§ Exercise
Every line in the records below that holds "RecordStore" must be identified and copied.

§ Record set
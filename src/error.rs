//! Error types for the record store.

use std::path::PathBuf;
use thiserror::Error;

/// Main error type for store operations.
#[derive(Debug, Error)]
pub enum StoreError {
    #[error("IO error: {0}")]
    Io(#[from] std::io::Error),

    #[error("Collection not found: {0}")]
    CollectionNotFound(String),

    #[error("Record not found: {collection}/{id}")]
    RecordNotFound { collection: String, id: String },

    #[error("Attachment not found: {}", .0.display())]
    AttachmentNotFound(PathBuf),

    #[error("Validation failed: {0}")]
    Validation(String),

    #[error("Payload too large: {name} is {size} bytes (limit {limit})")]
    PayloadTooLarge { name: String, size: u64, limit: u64 },

    #[error("Failed to save collection: {0}")]
    SaveFailed(String),

    #[error("Serialization error: {0}")]
    Serialization(String),

    #[error("Image processing error: {0}")]
    Image(String),
}

/// Coarse classification of a [`StoreError`], for callers that map errors
/// to user-facing responses.
#[derive(Clone, Copy, Debug, PartialEq, Eq)]
pub enum ErrorKind {
    /// Unknown collection, record, or attachment.
    NotFound,
    /// Empty or disallowed input.
    Validation,
    /// A single upload exceeded the size ceiling.
    PayloadTooLarge,
    /// JSON read/write or filesystem failure.
    Storage,
}

impl StoreError {
    pub fn kind(&self) -> ErrorKind {
        match self {
            StoreError::CollectionNotFound(_)
            | StoreError::RecordNotFound { .. }
            | StoreError::AttachmentNotFound(_) => ErrorKind::NotFound,
            StoreError::Validation(_) => ErrorKind::Validation,
            StoreError::PayloadTooLarge { .. } => ErrorKind::PayloadTooLarge,
            StoreError::Io(_)
            | StoreError::SaveFailed(_)
            | StoreError::Serialization(_)
            | StoreError::Image(_) => ErrorKind::Storage,
        }
    }

    pub(crate) fn record_not_found(collection: &str, id: &str) -> Self {
        StoreError::RecordNotFound {
            collection: collection.to_string(),
            id: id.to_string(),
        }
    }
}

impl From<serde_json::Error> for StoreError {
    fn from(e: serde_json::Error) -> Self {
        StoreError::Serialization(e.to_string())
    }
}

/// Result type for store operations.
pub type Result<T> = std::result::Result<T, StoreError>;
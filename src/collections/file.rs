//! JSON document backing a collection.

use crate::error::Result;
use crate::types::Record;
use std::fs;
use std::io::Write;
use std::path::{Path, PathBuf};

/// One collection's JSON file: an ordered array of records.
#[derive(Clone, Debug)]
pub struct CollectionFile {
    path: PathBuf,
}

impl CollectionFile {
    pub fn new(path: impl AsRef<Path>) -> Self {
        Self {
            path: path.as_ref().to_path_buf(),
        }
    }

    pub fn path(&self) -> &Path {
        &self.path
    }

    /// Read and parse the document.
    pub fn read(&self) -> Result<Vec<Record>> {
        let data = fs::read(&self.path)?;
        Ok(serde_json::from_slice(&data)?)
    }

    /// Write the document pretty-printed.
    ///
    /// Content goes to a sibling temp file that is then renamed over the
    /// target, so readers never observe a half-written document.
    pub fn write(&self, records: &[Record]) -> Result<()> {
        let data = serde_json::to_vec_pretty(records)?;

        if let Some(parent) = self.path.parent() {
            fs::create_dir_all(parent)?;
        }

        let temp_path = self.temp_path();
        let mut file = fs::File::create(&temp_path)?;
        file.write_all(&data)?;
        file.sync_all()?;
        drop(file);

        if let Err(e) = fs::rename(&temp_path, &self.path) {
            let _ = fs::remove_file(&temp_path);
            return Err(e.into());
        }
        Ok(())
    }

    fn temp_path(&self) -> PathBuf {
        let mut name = self
            .path
            .file_name()
            .map(|n| n.to_os_string())
            .unwrap_or_default();
        name.push(".tmp");
        self.path.with_file_name(name)
    }
}
//! # Folio
//!
//! A file-backed record store for small content collections, with image
//! attachments kept next to the records that own them.
//!
//! ## Core Concepts
//!
//! - **Collections**: One JSON document per collection, holding an ordered array of records
//! - **Records**: Typed metadata (`id`, timestamps, `pic`) plus loosely-typed fields
//! - **Attachments**: Images stored under `storage/{collectionId}/{recordId}/`
//! - **Site view**: Records with attachment filenames rewritten to public URLs
//!
//! ## Example
//!
//! ```ignore
//! use folio::{RecordStore, StoreConfig, UploadFile};
//! use serde_json::json;
//!
//! let store = RecordStore::open(StoreConfig::with_root("./site"))?;
//!
//! // Create a record
//! let fields = json!({"name": "Alice"}).as_object().cloned().unwrap();
//! let record = store.create_record("team", fields)?;
//!
//! // Attach a photo
//! let photo = UploadFile::new("alice.png", "image/png", std::fs::read("alice.png")?);
//! let record = store.upload_attachments("team", record.id.as_str(), vec![photo])?;
//! ```

pub mod attachments;
pub mod collections;
pub mod error;
pub mod site;
pub mod store;
pub mod types;

// Re-exports
pub use attachments::{AttachmentKind, AttachmentStorage, ImageOptions, UploadFile};
pub use collections::{CollectionConfig, CollectionFile, CollectionListing, CollectionTable};
pub use error::{ErrorKind, Result, StoreError};
pub use site::{PublishedRecord, SiteView};
pub use store::{RecordStore, StoreConfig};
pub use types::*;
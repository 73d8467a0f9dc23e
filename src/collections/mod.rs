//! Collection definitions and their JSON documents.
//!
//! Each collection is one JSON file holding an ordered array of records.
//! The name-to-file and name-to-collection-id mapping is a static table
//! injected into the store through its config.

mod config;
mod file;

pub use config::{CollectionConfig, CollectionListing, CollectionTable};
pub use file::CollectionFile;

§ Exercise result
//! use folio::{RecordStore, StoreConfig, UploadFile};
//! let store = RecordStore::open(StoreConfig::with_root("./site"))?;
pub use store::{RecordStore, StoreConfig};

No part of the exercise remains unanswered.